__Activity__: Below are some records; retype all of them exactly.

__Dataset content__:
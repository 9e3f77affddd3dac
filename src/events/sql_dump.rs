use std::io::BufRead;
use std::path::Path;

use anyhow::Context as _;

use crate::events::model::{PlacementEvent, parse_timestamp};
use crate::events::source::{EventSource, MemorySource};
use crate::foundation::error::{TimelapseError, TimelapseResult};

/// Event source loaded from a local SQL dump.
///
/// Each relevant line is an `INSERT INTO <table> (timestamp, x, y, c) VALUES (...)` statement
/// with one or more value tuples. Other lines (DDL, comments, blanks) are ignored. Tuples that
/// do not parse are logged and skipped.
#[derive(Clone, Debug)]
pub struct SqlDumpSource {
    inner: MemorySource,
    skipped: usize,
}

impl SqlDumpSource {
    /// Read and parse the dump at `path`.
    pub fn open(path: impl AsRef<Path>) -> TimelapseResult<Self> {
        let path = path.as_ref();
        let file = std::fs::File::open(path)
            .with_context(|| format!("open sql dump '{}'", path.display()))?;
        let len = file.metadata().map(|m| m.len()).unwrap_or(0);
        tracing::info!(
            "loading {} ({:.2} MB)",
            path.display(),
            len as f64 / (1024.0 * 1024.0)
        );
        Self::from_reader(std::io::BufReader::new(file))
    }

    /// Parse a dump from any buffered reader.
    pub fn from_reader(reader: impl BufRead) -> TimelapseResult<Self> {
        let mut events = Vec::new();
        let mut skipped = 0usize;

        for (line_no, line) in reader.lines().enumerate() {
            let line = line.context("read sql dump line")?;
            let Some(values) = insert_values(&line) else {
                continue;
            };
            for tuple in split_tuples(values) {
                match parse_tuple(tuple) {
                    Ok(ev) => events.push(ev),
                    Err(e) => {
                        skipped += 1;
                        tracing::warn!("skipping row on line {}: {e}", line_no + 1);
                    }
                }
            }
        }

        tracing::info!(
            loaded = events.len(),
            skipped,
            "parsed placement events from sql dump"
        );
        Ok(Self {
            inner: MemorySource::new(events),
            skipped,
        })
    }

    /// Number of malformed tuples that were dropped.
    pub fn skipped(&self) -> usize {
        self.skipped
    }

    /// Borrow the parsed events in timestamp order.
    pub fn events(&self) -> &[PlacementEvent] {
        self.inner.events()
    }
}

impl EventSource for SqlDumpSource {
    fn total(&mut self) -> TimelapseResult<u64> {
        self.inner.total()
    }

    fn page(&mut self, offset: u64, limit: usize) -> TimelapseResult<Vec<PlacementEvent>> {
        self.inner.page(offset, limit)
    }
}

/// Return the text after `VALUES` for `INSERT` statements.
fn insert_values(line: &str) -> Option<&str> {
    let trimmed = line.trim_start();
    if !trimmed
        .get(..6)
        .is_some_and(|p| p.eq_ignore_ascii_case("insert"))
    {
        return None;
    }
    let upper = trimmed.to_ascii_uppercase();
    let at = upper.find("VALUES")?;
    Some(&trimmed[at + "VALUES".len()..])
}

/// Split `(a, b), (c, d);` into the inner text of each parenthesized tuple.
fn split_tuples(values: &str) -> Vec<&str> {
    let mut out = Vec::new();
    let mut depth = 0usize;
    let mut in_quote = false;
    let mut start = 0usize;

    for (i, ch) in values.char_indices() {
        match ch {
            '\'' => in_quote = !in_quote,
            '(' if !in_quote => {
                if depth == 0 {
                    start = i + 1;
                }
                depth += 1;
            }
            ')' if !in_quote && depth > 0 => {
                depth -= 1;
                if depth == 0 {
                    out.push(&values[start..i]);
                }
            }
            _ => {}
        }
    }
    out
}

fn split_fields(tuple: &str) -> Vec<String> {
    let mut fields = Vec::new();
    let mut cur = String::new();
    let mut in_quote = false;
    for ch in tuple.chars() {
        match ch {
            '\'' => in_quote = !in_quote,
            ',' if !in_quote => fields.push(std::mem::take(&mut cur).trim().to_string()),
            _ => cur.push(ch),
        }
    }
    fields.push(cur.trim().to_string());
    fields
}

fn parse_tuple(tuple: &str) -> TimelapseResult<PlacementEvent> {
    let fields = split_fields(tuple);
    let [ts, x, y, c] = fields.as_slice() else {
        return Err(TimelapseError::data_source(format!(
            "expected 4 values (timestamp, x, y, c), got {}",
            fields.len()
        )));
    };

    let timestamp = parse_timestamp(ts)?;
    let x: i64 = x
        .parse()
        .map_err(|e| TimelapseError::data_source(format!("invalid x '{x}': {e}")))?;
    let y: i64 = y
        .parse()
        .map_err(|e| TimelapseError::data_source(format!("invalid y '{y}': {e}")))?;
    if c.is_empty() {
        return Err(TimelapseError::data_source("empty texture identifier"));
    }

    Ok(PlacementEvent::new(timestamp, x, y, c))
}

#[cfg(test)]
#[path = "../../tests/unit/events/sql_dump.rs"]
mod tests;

__Reply to the exercise__:
repository 9e3f77affddd3dac
filename src/events/sql_dump.rs
use std::io::BufRead;
use std::path::Path;

use anyhow::Context as _;

use crate::events::model::{PlacementEvent, parse_timestamp};
use crate::events::source::{EventSource, MemorySource};
use crate::foundation::error::{TimelapseError, TimelapseResult};

/// Event source loaded from a local SQL dump.
///
/// Each relevant line is an `INSERT INTO <table> (timestamp, x, y, c) VALUES (...)` statement
/// with one or more value tuples. Other lines (DDL, comments, blanks) are ignored. Tuples that
/// do not parse are logged and skipped.
#[derive(Clone, Debug)]
pub struct SqlDumpSource {
    inner: MemorySource,
    skipped: usize,
}

impl SqlDumpSource {
    /// Read and parse the dump at `path`.
    pub fn open(path: impl AsRef<Path>) -> TimelapseResult<Self> {
        let path = path.as_ref();
        let file = std::fs::File::open(path)
            .with_context(|| format!("open sql dump '{}'", path.display()))?;
        let len = file.metadata().map(|m| m.len()).unwrap_or(0);
        tracing::info!(
            "loading {} ({:.2} MB)",
            path.display(),
            len as f64 / (1024.0 * 1024.0)
        );
        Self::from_reader(std::io::BufReader::new(file))
    }

    /// Parse a dump from any buffered reader.
    pub fn from_reader(reader: impl BufRead) -> TimelapseResult<Self> {
        let mut events = Vec::new();
        let mut skipped = 0usize;

        for (line_no, line) in reader.lines().enumerate() {
            let line = line.context("read sql dump line")?;
            let Some(values) = insert_values(&line) else {
                continue;
            };
            for tuple in split_tuples(values) {
                match parse_tuple(tuple) {
                    Ok(ev) => events.push(ev),
                    Err(e) => {
                        skipped += 1;
                        tracing::warn!("skipping row on line {}: {e}", line_no + 1);
                    }
                }
            }
        }

        tracing::info!(
            loaded = events.len(),
            skipped,
            "parsed placement events from sql dump"
        );
        Ok(Self {
            inner: MemorySource::new(events),
            skipped,
        })
    }

    /// Number of malformed tuples that were dropped.
    pub fn skipped(&self) -> usize {
        self.skipped
    }

    /// Borrow the parsed events in timestamp order.
    pub fn events(&self) -> &[PlacementEvent] {
        self.inner.events()
    }
}

impl EventSource for SqlDumpSource {
    fn total(&mut self) -> TimelapseResult<u64> {
        self.inner.total()
    }

    fn page(&mut self, offset: u64, limit: usize) -> TimelapseResult<Vec<PlacementEvent>> {
        self.inner.page(offset, limit)
    }
}

/// Return the text after `VALUES` for `INSERT` statements.
fn insert_values(line: &str) -> Option<&str> {
    let trimmed = line.trim_start();
    if !trimmed
        .get(..6)
        .is_some_and(|p| p.eq_ignore_ascii_case("insert"))
    {
        return None;
    }
    let upper = trimmed.to_ascii_uppercase();
    let at = upper.find("VALUES")?;
    Some(&trimmed[at + "VALUES".len()..])
}

/// Split `(a, b), (c, d);` into the inner text of each parenthesized tuple.
fn split_tuples(values: &str) -> Vec<&str> {
    let mut out = Vec::new();
    let mut depth = 0usize;
    let mut in_quote = false;
    let mut start = 0usize;

    for (i, ch) in values.char_indices() {
        match ch {
            '\'' => in_quote = !in_quote,
            '(' if !in_quote => {
                if depth == 0 {
                    start = i + 1;
                }
                depth += 1;
            }
            ')' if !in_quote && depth > 0 => {
                depth -= 1;
                if depth == 0 {
                    out.push(&values[start..i]);
                }
            }
            _ => {}
        }
    }
    out
}

fn split_fields(tuple: &str) -> Vec<String> {
    let mut fields = Vec::new();
    let mut cur = String::new();
    let mut in_quote = false;
    for ch in tuple.chars() {
        match ch {
            '\'' => in_quote = !in_quote,
            ',' if !in_quote => fields.push(std::mem::take(&mut cur).trim().to_string()),
            _ => cur.push(ch),
        }
    }
    fields.push(cur.trim().to_string());
    fields
}

fn parse_tuple(tuple: &str) -> TimelapseResult<PlacementEvent> {
    let fields = split_fields(tuple);
    let [ts, x, y, c] = fields.as_slice() else {
        return Err(TimelapseError::data_source(format!(
            "expected 4 values (timestamp, x, y, c), got {}",
            fields.len()
        )));
    };

    let timestamp = parse_timestamp(ts)?;
    let x: i64 = x
        .parse()
        .map_err(|e| TimelapseError::data_source(format!("invalid x '{x}': {e}")))?;
    let y: i64 = y
        .parse()
        .map_err(|e| TimelapseError::data_source(format!("invalid y '{y}': {e}")))?;
    if c.is_empty() {
        return Err(TimelapseError::data_source("empty texture identifier"));
    }

    Ok(PlacementEvent::new(timestamp, x, y, c))
}

#[cfg(test)]
#[path = "../../tests/unit/events/sql_dump.rs"]
mod tests;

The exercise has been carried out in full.